Types of Backlinks: Which Ones Help SEO and Which to Avoid
Backlinks come in many forms, and the type of backlink matters as much as the authority of the domain it comes from.
A followed editorial link in the body of a well-ranked article on a relevant high-DR publication is fundamentally different from a sitewide footer link on the same domain, despite originating from the same source.
Understanding the main types of backlinks, what distinguishes genuinely valuable ones from weak or harmful ones, and how each type fits into an effective link building strategy gives you the framework to evaluate any link opportunity accurately before investing in it.

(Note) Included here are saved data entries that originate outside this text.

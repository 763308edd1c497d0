//! Audit pipeline - bounded queue plus a single log writer task.
//!
//! Every delivered TO_ONE or BCAST copy becomes one [`AuditRecord`]. The
//! queue is a bounded mpsc channel: when it is full, [`AuditPipeline::enqueue`]
//! suspends the sending worker until the writer catches up, so message
//! throughput is tied to how fast the log can be flushed.
//!
//! The writer appends `sender:receiver:body\n` and flushes after each line.
//! On shutdown it stops accepting records, drains what is queued, and only
//! then exits.

use std::fmt;
use std::io;
use std::path::{Path, PathBuf};

use thiserror::Error;
use tokio::fs::{File, OpenOptions};
use tokio::io::AsyncWriteExt;
use tokio::sync::{mpsc, Mutex};
use tokio::task::JoinHandle;
use tokio_util::sync::CancellationToken;
use tracing::{debug, error, info, trace, warn};

/// Default queue capacity.
pub const DEFAULT_AUDIT_CAPACITY: usize = 64;

/// Errors from the audit pipeline.
#[derive(Error, Debug)]
pub enum AuditError {
    #[error("Failed to open audit log {path}: {source}")]
    Open {
        path: PathBuf,
        #[source]
        source: io::Error,
    },

    #[error("Audit pipeline is closed")]
    Closed,

    #[error("Audit writer task failed: {0}")]
    Join(#[from] tokio::task::JoinError),
}

/// Whether a record came from a unicast or a broadcast.
#[derive(Debug, Clone, Copy, PartialEq, Eq)]
pub enum AuditKind {
    Direct,
    Broadcast,
}

/// One delivered message copy.
#[derive(Debug, Clone, PartialEq, Eq)]
pub struct AuditRecord {
    pub sender: String,
    pub receiver: String,
    pub body: String,
    pub kind: AuditKind,
}

impl AuditRecord {
    pub fn direct(sender: &str, receiver: &str, body: &str) -> Self {
        Self {
            sender: sender.to_string(),
            receiver: receiver.to_string(),
            body: body.to_string(),
            kind: AuditKind::Direct,
        }
    }

    pub fn broadcast(sender: &str, receiver: &str, body: &str) -> Self {
        Self {
            kind: AuditKind::Broadcast,
            ..Self::direct(sender, receiver, body)
        }
    }
}

impl fmt::Display for AuditRecord {
    fn fmt(&self, f: &mut fmt::Formatter<'_>) -> fmt::Result {
        write!(f, "{}:{}:{}", self.sender, self.receiver, self.body)
    }
}

/// Handle to the running audit pipeline.
pub struct AuditPipeline {
    tx: mpsc::Sender<AuditRecord>,
    stop: CancellationToken,
    writer: Mutex<Option<JoinHandle<u64>>>,
    path: PathBuf,
}

impl AuditPipeline {
    /// Truncates (or creates) the log at `path` and starts the writer.
    ///
    /// A capacity of zero is raised to one.
    pub async fn start(path: impl AsRef<Path>, capacity: usize) -> Result<Self, AuditError> {
        let path = path.as_ref().to_path_buf();
        let file = OpenOptions::new()
            .write(true)
            .create(true)
            .truncate(true)
            .open(&path)
            .await
            .map_err(|source| AuditError::Open {
                path: path.clone(),
                source,
            })?;

        let (tx, rx) = mpsc::channel(capacity.max(1));
        let stop = CancellationToken::new();
        let writer = tokio::spawn(run_writer(file, rx, stop.clone()));

        info!(path = %path.display(), capacity = capacity.max(1), "Audit pipeline started");

        Ok(Self {
            tx,
            stop,
            writer: Mutex::new(Some(writer)),
            path,
        })
    }

    /// Queues one record, suspending while the queue is full.
    pub async fn enqueue(&self, record: AuditRecord) -> Result<(), AuditError> {
        self.tx.send(record).await.map_err(|_| AuditError::Closed)
    }

    /// Path of the log file.
    pub fn path(&self) -> &Path {
        &self.path
    }

    /// Stops the writer after it has written every queued record.
    ///
    /// Returns the number of lines written over the pipeline's life. Later
    /// calls return zero.
    pub async fn shutdown(&self) -> Result<u64, AuditError> {
        let Some(writer) = self.writer.lock().await.take() else {
            return Ok(0);
        };
        self.stop.cancel();
        let written = writer.await?;
        info!(written, path = %self.path.display(), "Audit pipeline stopped");
        Ok(written)
    }
}

async fn run_writer(
    mut file: File,
    mut rx: mpsc::Receiver<AuditRecord>,
    stop: CancellationToken,
) -> u64 {
    let mut written = 0u64;

    loop {
        tokio::select! {
            biased;
            _ = stop.cancelled() => break,
            record = rx.recv() => match record {
                Some(record) => written += write_record(&mut file, &record).await,
                None => break,
            },
        }
    }

    // No new records from here on; drain what is already queued
    rx.close();
    let mut drained = 0usize;
    while let Some(record) = rx.recv().await {
        written += write_record(&mut file, &record).await;
        drained += 1;
    }
    if drained > 0 {
        debug!(drained, "Audit queue drained on shutdown");
    }

    if let Err(e) = file.sync_all().await {
        warn!(error = %e, "Failed to sync audit log");
    }
    written
}

async fn write_record(file: &mut File, record: &AuditRecord) -> u64 {
    let line = format!("{record}\n");
    let result = match file.write_all(line.as_bytes()).await {
        Ok(()) => file.flush().await,
        Err(e) => Err(e),
    };

    match result {
        Ok(()) => {
            trace!(kind = ?record.kind, sender = %record.sender, receiver = %record.receiver, "Audit line written");
            1
        }
        Err(e) => {
            error!(error = %e, sender = %record.sender, receiver = %record.receiver, "Failed to write audit line");
            0
        }
    }
}
//! Letter knowledge accumulated from hints.

use std::collections::BTreeMap;

use wordfray_protocol::HintColor;

/// What the player knows about each letter so far.
///
/// Knowledge only improves across turns: a letter seen green stays green
/// whatever later hints say, and a gray never overwrites anything. One
/// exception: an explicit `None` hint overwrites like
/// `Green` does, even over a known green.
#[derive(Debug, Clone, Default, PartialEq, Eq)]
pub struct HintAggregator {
    known: BTreeMap<char, HintColor>,
}

impl HintAggregator {
    pub fn new() -> Self {
        Self::default()
    }

    /// Folds the hints of one submitted word in, position by position.
    ///
    /// Letters are compared case-insensitively and stored uppercase. Extra
    /// letters or colors beyond the shorter of the two are ignored.
    pub fn merge(&mut self, word: &str, colors: &[HintColor]) {
        for (letter, &color) in word.chars().zip(colors) {
            let letter = letter.to_ascii_uppercase();
            match color {
                HintColor::Yellow => {
                    if self.known.get(&letter) != Some(&HintColor::Green) {
                        self.known.insert(letter, HintColor::Yellow);
                    }
                }
                HintColor::Gray => {
                    self.known.entry(letter).or_insert(HintColor::Gray);
                }
                HintColor::Red => {}
                HintColor::Green | HintColor::None => {
                    self.known.insert(letter, color);
                }
            }
        }
    }

    pub fn get(&self, letter: char) -> Option<HintColor> {
        self.known.get(&letter.to_ascii_uppercase()).copied()
    }

    /// Every known letter, alphabetically.
    pub fn iter(&self) -> impl Iterator<Item = (char, HintColor)> + '_ {
        self.known.iter().map(|(&letter, &color)| (letter, color))
    }

    pub fn len(&self) -> usize {
        self.known.len()
    }

    pub fn is_empty(&self) -> bool {
        self.known.is_empty()
    }
}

Key Point: The most important distinction in any backlink taxonomy is not the method by which a link was acquired but its editorial character: does the link reflect a genuine independent decision by a publisher that your content is worth recommending? Links that reflect this editorial quality, regardless of whether they were initiated through outreach, earned naturally, or placed through a managed service, carry the strongest ranking signals. Links that do not reflect genuine editorial quality, regardless of the domain’s authority, deliver minimal value and increasing risk at volume.
Editorial Links
Editorial links are placed by a publisher at their own editorial discretion because they consider the linked content genuinely useful for their readers.
These are the links Google was originally designed to identify and reward. They carry the strongest ranking signal because they represent independent endorsement without commercial arrangement.
Editorial links can be earned naturally (unsolicited citations of your content) or through outreach where the final placement decision rests with the publisher.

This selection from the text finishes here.